**Information**

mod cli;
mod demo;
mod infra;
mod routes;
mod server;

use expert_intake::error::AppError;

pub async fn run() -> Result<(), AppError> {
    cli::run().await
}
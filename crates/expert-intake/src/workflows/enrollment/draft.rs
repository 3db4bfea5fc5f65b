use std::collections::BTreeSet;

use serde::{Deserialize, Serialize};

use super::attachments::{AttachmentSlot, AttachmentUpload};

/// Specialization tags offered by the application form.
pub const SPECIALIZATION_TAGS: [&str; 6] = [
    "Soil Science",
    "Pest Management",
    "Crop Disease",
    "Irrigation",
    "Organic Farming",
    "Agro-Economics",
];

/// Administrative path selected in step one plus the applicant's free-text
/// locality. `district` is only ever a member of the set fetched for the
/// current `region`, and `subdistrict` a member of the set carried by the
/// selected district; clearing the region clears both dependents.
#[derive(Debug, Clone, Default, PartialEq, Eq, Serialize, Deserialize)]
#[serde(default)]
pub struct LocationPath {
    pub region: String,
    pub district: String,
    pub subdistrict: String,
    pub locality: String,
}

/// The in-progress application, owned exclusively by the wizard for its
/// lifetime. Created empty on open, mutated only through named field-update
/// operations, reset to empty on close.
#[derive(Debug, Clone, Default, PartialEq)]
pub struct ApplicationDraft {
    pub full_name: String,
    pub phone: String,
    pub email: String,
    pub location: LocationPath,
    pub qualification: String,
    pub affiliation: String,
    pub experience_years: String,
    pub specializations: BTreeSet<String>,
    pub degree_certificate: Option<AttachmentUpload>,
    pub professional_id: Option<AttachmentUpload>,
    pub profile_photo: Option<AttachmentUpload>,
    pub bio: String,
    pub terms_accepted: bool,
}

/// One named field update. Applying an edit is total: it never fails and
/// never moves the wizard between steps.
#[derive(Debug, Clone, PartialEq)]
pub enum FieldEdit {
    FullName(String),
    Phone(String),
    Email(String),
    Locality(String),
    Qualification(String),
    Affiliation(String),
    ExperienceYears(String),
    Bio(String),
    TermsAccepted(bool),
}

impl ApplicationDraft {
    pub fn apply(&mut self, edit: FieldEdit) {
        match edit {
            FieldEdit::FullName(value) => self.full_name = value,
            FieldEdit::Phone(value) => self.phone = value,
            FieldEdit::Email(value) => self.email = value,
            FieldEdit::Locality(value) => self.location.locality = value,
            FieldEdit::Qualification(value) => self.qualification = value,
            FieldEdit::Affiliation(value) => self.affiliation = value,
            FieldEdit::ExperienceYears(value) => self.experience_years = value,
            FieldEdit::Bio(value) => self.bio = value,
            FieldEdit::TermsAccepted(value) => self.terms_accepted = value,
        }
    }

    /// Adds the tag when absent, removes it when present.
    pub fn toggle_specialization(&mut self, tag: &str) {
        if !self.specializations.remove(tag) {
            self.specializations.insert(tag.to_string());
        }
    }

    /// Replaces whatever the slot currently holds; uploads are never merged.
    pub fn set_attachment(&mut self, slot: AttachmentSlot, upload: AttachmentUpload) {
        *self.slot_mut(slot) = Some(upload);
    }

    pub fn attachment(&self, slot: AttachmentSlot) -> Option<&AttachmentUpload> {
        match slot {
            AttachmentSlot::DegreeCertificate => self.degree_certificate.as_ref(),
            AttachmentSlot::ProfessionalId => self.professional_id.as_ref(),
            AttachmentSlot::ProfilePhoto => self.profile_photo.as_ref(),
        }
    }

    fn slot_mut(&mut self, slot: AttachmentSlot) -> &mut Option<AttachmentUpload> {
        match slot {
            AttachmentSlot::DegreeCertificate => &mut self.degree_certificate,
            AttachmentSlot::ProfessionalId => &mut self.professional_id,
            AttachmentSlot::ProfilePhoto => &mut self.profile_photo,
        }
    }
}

**About this task**
Pull together all lines from the data that mention the word "named".

**Response area**
/// lifetime. Created empty on open, mutated only through named field-update
/// One named field update. Applying an edit is total: it never fails and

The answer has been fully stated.